You are trying too hard. It may be time to give yourself space to plan what you want next. You filled your life with action to keep from thinking but at some point you have to check where you are and where you want to go.

Can you take some time away to peace and quite. You need a plot a course for the next exciting phase in your life. Why are you not dating? Seeing others will help open your life up to possibilities. You will dream and hope again - I think that is what is missing.
_Posted via Mobile Device_


----------



## allthegoodnamesaregone (Nov 18, 2011)

Catherine602 said:


> You are trying too hard. It may be time to give yourself space to plan what you want next. You filled your life with action to keep from thinking but at some point you have to check where you are and where you want to go.
> 
> Can you take some time away to peace and quite. You need a plot a course for the next exciting phase in your life. Why are you not dating? Seeing others will help open your life up to possibilities. You will dream and hope again - I think that is what is missing.
> _Posted via Mobile Device_


Probably did try too hard, I went 180 from day one, but would have went crazy if I hadn't. I did a pile of thinking between 11pm and 4:00am the first month, had IC, talked with friends and family.

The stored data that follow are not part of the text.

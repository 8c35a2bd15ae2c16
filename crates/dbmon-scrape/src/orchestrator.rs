//! Bounded scrape cycles over the live binding set
//!
//! One cycle spawns a task per binding, bounded by a semaphore so a large
//! fleet cannot open connection storms against its databases. Units are
//! isolated: a probe or delivery failure is recorded in the cycle result
//! and never propagated to sibling units or the caller.

use std::sync::Arc;
use std::time::{Duration, Instant};

use dbmon_common::types::{instance_identifier, EngineKind, EnrichmentLabels};
use tokio::sync::Semaphore;
use tokio::task::JoinSet;
use tokio::time::timeout;

use crate::error::ScrapeFailure;
use crate::registry::CollectorBinding;
use crate::ScrapeSink;

/// Default number of bindings scraped in parallel
pub const DEFAULT_CONCURRENCY: usize = 10;

/// Default bound on a single binding's probe
pub const DEFAULT_SCRAPE_TIMEOUT: Duration = Duration::from_secs(30);

/// Labels identifying this collector deployment, stamped onto every
/// outgoing series next to the per-instance identifier.
#[derive(Debug, Clone)]
pub struct FleetIdentity {
    pub job: String,
    pub region: String,
    pub account_id: String,
}

/// Outcome of one binding's scrape unit
#[derive(Debug, Clone)]
pub struct ScrapeTaskResult {
    pub credential_id: String,
    pub engine: EngineKind,
    pub success: bool,
    pub error: Option<ScrapeFailure>,
    pub duration_ms: u64,
}

/// Aggregated outcomes of one cycle. An empty fleet yields an empty
/// result, not an error.
#[derive(Debug, Default)]
pub struct CycleResult {
    pub results: Vec<ScrapeTaskResult>,
}

impl CycleResult {
    pub fn succeeded(&self) -> usize {
        self.results.iter().filter(|r| r.success).count()
    }

    pub fn failed(&self) -> usize {
        self.results.len() - self.succeeded()
    }
}

/// Drives one collection cycle across a snapshot of bindings
pub struct ScrapeOrchestrator {
    sink: Arc<dyn ScrapeSink>,
    identity: FleetIdentity,
    permits: Arc<Semaphore>,
    scrape_timeout: Duration,
}

impl ScrapeOrchestrator {
    pub fn new(
        sink: Arc<dyn ScrapeSink>,
        identity: FleetIdentity,
        concurrency: usize,
        scrape_timeout: Duration,
    ) -> Self {
        Self {
            sink,
            identity,
            permits: Arc::new(Semaphore::new(concurrency.max(1))),
            scrape_timeout,
        }
    }

    /// Scrape every binding once and wait for all units to finish.
    ///
    /// Dropping the returned future aborts any still-running units.
    pub async fn run_cycle(&self, bindings: Vec<CollectorBinding>) -> CycleResult {
        let mut tasks = JoinSet::new();
        for binding in bindings {
            let permits = Arc::clone(&self.permits);
            let sink = Arc::clone(&self.sink);
            let identity = self.identity.clone();
            let scrape_timeout = self.scrape_timeout;
            tasks.spawn(scrape_one(binding, sink, identity, permits, scrape_timeout));
        }

        let mut cycle = CycleResult::default();
        while let Some(joined) = tasks.join_next().await {
            match joined {
                Ok(result) => {
                    if let Some(error) = &result.error {
                        tracing::warn!("Scrape of {} failed: {}", result.credential_id, error);
                    }
                    cycle.results.push(result);
                }
                Err(e) => {
                    tracing::warn!("Scrape task did not complete: {}", e);
                }
            }
        }

        tracing::info!(
            succeeded = cycle.succeeded(),
            failed = cycle.failed(),
            "Scrape cycle complete"
        );
        cycle
    }
}

async fn scrape_one(
    binding: CollectorBinding,
    sink: Arc<dyn ScrapeSink>,
    identity: FleetIdentity,
    permits: Arc<Semaphore>,
    scrape_timeout: Duration,
) -> ScrapeTaskResult {
    let started = Instant::now();
    let _permit = match permits.acquire().await {
        Ok(permit) => permit,
        Err(_) => {
            return unit_failure(
                &binding,
                started,
                ScrapeFailure::Scrape("concurrency limiter closed".to_string()),
            )
        }
    };

    match timeout(scrape_timeout, binding.collector.probe()).await {
        Ok(Ok(())) => {}
        Ok(Err(e)) => {
            return unit_failure(&binding, started, ScrapeFailure::Scrape(e.to_string()));
        }
        Err(_) => {
            return unit_failure(
                &binding,
                started,
                ScrapeFailure::Scrape(format!("probe timed out after {:?}", scrape_timeout)),
            );
        }
    }

    let families = binding.metric_registry.gather();
    let enrichment = EnrichmentLabels {
        identifier: instance_identifier(&binding.record.connection.host).to_string(),
        job: identity.job,
        region: identity.region,
        account_id: identity.account_id,
        engine: binding.engine.to_string(),
    };

    if let Err(e) = sink.ship(&families, &enrichment).await {
        return unit_failure(&binding, started, ScrapeFailure::Ship(e.to_string()));
    }

    ScrapeTaskResult {
        credential_id: binding.credential_id,
        engine: binding.engine,
        success: true,
        error: None,
        duration_ms: started.elapsed().as_millis() as u64,
    }
}

fn unit_failure(
    binding: &CollectorBinding,
    started: Instant,
    error: ScrapeFailure,
) -> ScrapeTaskResult {
    ScrapeTaskResult {
        credential_id: binding.credential_id.clone(),
        engine: binding.engine,
        success: false,
        error: Some(error),
        duration_ms: started.elapsed().as_millis() as u64,
    }
}

#[cfg(test)]
mod tests {
    use super::*;
    use async_trait::async_trait;
    use dbmon_common::types::{ConnectionParams, CredentialRecord};
    use dbmon_engines::error::EngineError;
    use dbmon_engines::EngineCollector;
    use prometheus::core::{Collector as PromCollector, Desc};
    use prometheus::proto::MetricFamily;
    use prometheus::{IntGauge, Registry};
    use std::sync::atomic::{AtomicUsize, Ordering};
    use std::sync::Mutex;

    struct MockCollector {
        gauge: IntGauge,
        fail: bool,
        delay: Option<Duration>,
    }

    #[async_trait]
    impl EngineCollector for MockCollector {
        fn engine_kind(&self) -> EngineKind {
            EngineKind::Mysql
        }

        async fn probe(&self) -> dbmon_engines::Result<()> {
            if let Some(delay) = self.delay {
                tokio::time::sleep(delay).await;
            }
            if self.fail {
                return Err(EngineError::InvalidParams("connection refused".to_string()));
            }
            self.gauge.set(1);
            Ok(())
        }

        fn describe(&self) -> Vec<Desc> {
            self.gauge.desc().into_iter().cloned().collect()
        }

        async fn shutdown(&self) {}
    }

    fn test_binding(id: &str, fail: bool, delay: Option<Duration>) -> CollectorBinding {
        let metric_registry = Registry::new();
        let gauge = IntGauge::new("mock_up", "Mock liveness").unwrap();
        metric_registry.register(Box::new(gauge.clone())).unwrap();
        let record = CredentialRecord {
            id: id.to_string(),
            engine: EngineKind::Mysql,
            connection: ConnectionParams {
                host: format!("{id}.cluster.local"),
                port: 3306,
                username: "monitor".to_string(),
                password: "pw".to_string(),
                dbname: None,
            },
        };
        CollectorBinding {
            credential_id: record.id.clone(),
            engine: record.engine,
            record,
            collector: Arc::new(MockCollector { gauge, fail, delay }),
            metric_registry,
        }
    }

    fn identity() -> FleetIdentity {
        FleetIdentity {
            job: "database-collector".to_string(),
            region: "us-west-2".to_string(),
            account_id: "123456789012".to_string(),
        }
    }

    #[derive(Default)]
    struct RecordingSink {
        shipped: Mutex<Vec<String>>,
        in_flight: AtomicUsize,
        max_in_flight: AtomicUsize,
        hold: Option<Duration>,
    }

    #[async_trait]
    impl ScrapeSink for RecordingSink {
        async fn ship(
            &self,
            families: &[MetricFamily],
            enrichment: &EnrichmentLabels,
        ) -> anyhow::Result<()> {
            assert!(!families.is_empty());
            let now = self.in_flight.fetch_add(1, Ordering::SeqCst) + 1;
            self.max_in_flight.fetch_max(now, Ordering::SeqCst);
            if let Some(hold) = self.hold {
                tokio::time::sleep(hold).await;
            }
            self.in_flight.fetch_sub(1, Ordering::SeqCst);
            self.shipped
                .lock()
                .unwrap()
                .push(enrichment.identifier.clone());
            Ok(())
        }
    }

    async fn wait_until(mut condition: impl FnMut() -> bool) {
        timeout(Duration::from_secs(2), async {
            while !condition() {
                tokio::time::sleep(Duration::from_millis(5)).await;
            }
        })
        .await
        .expect("condition not met within 2s");
    }

    #[tokio::test]
    async fn should_isolate_failing_binding() {
        let sink = Arc::new(RecordingSink::default());
        let orchestrator = ScrapeOrchestrator::new(
            Arc::clone(&sink) as Arc<dyn ScrapeSink>,
            identity(),
            DEFAULT_CONCURRENCY,
            DEFAULT_SCRAPE_TIMEOUT,
        );

        let cycle = orchestrator
            .run_cycle(vec![
                test_binding("db-bad", true, None),
                test_binding("db-good", false, None),
            ])
            .await;

        assert_eq!(cycle.succeeded(), 1);
        assert_eq!(cycle.failed(), 1);

        let bad = cycle
            .results
            .iter()
            .find(|r| r.credential_id == "db-bad")
            .unwrap();
        assert!(!bad.success);
        assert!(matches!(bad.error, Some(ScrapeFailure::Scrape(_))));

        let shipped = sink.shipped.lock().unwrap();
        assert_eq!(shipped.as_slice(), ["db-good"]);
    }

    #[tokio::test]
    async fn should_bound_concurrent_units() {
        let sink = Arc::new(RecordingSink {
            hold: Some(Duration::from_millis(25)),
            ..RecordingSink::default()
        });
        let orchestrator = ScrapeOrchestrator::new(
            Arc::clone(&sink) as Arc<dyn ScrapeSink>,
            identity(),
            2,
            DEFAULT_SCRAPE_TIMEOUT,
        );

        let bindings = (0..5)
            .map(|i| test_binding(&format!("db-{i}"), false, None))
            .collect();
        let cycle = orchestrator.run_cycle(bindings).await;

        assert_eq!(cycle.succeeded(), 5);
        assert!(sink.max_in_flight.load(Ordering::SeqCst) <= 2);
    }

    #[tokio::test]
    async fn should_return_empty_result_for_empty_fleet() {
        let sink = Arc::new(RecordingSink::default());
        let orchestrator = ScrapeOrchestrator::new(
            Arc::clone(&sink) as Arc<dyn ScrapeSink>,
            identity(),
            DEFAULT_CONCURRENCY,
            DEFAULT_SCRAPE_TIMEOUT,
        );

        let cycle = orchestrator.run_cycle(Vec::new()).await;

        assert!(cycle.results.is_empty());
        assert_eq!(cycle.succeeded(), 0);
        assert!(sink.shipped.lock().unwrap().is_empty());
    }

    #[tokio::test]
    async fn should_time_out_stuck_probe() {
        let sink = Arc::new(RecordingSink::default());
        let orchestrator = ScrapeOrchestrator::new(
            Arc::clone(&sink) as Arc<dyn ScrapeSink>,
            identity(),
            DEFAULT_CONCURRENCY,
            Duration::from_millis(20),
        );

        let cycle = orchestrator
            .run_cycle(vec![test_binding(
                "db-slow",
                false,
                Some(Duration::from_secs(5)),
            )])
            .await;

        assert_eq!(cycle.failed(), 1);
        let error = cycle.results[0].error.as_ref().unwrap();
        assert!(error.to_string().contains("timed out"));
        assert!(sink.shipped.lock().unwrap().is_empty());
    }

    #[tokio::test]
    async fn should_abort_outstanding_units_when_cycle_dropped() {
        let sink = Arc::new(RecordingSink::default());
        let orchestrator = Arc::new(ScrapeOrchestrator::new(
            Arc::clone(&sink) as Arc<dyn ScrapeSink>,
            identity(),
            2,
            DEFAULT_SCRAPE_TIMEOUT,
        ));
        let permits = Arc::clone(&orchestrator.permits);

        let bindings = (0..3)
            .map(|i| test_binding(&format!("db-{i}"), false, Some(Duration::from_secs(30))))
            .collect();
        let cycle = tokio::spawn({
            let orchestrator = Arc::clone(&orchestrator);
            async move { orchestrator.run_cycle(bindings).await }
        });

        // Both permits held once two units are mid-probe.
        wait_until(|| permits.available_permits() == 0).await;
        cycle.abort();
        assert!(cycle.await.unwrap_err().is_cancelled());

        // Dropping the cycle aborts its units: the held permits come
        // back and nothing reaches the sink.
        wait_until(|| permits.available_permits() == 2).await;
        assert!(sink.shipped.lock().unwrap().is_empty());
        assert_eq!(sink.in_flight.load(Ordering::SeqCst), 0);
    }

    #[tokio::test]
    async fn should_stamp_identity_into_enrichment() {
        let sink = Arc::new(RecordingSink::default());
        let orchestrator = ScrapeOrchestrator::new(
            Arc::clone(&sink) as Arc<dyn ScrapeSink>,
            identity(),
            DEFAULT_CONCURRENCY,
            DEFAULT_SCRAPE_TIMEOUT,
        );

        orchestrator
            .run_cycle(vec![test_binding("orders-db", false, None)])
            .await;

        // identifier is the host's first dotted segment
        let shipped = sink.shipped.lock().unwrap();
        assert_eq!(shipped.as_slice(), ["orders-db"]);
    }
}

As for dating, we've only been separated for four months, I hardly think I'm ready for any sort of relationship, I'd be in rebound city in no time.


----------



## Janie (Apr 10, 2010)

allthegoodnamesaregone said:


> I did a pile of thinking between 11pm and 4:00am the first month,


Also 'the witching hour' for me.


----------



## Separated79 (May 28, 2011)

Turn to God....

Ask for strength and Guidance...

Read through his Words and Wisdom...

You will get through with all this pain with him as he did himself to save us from all our sin...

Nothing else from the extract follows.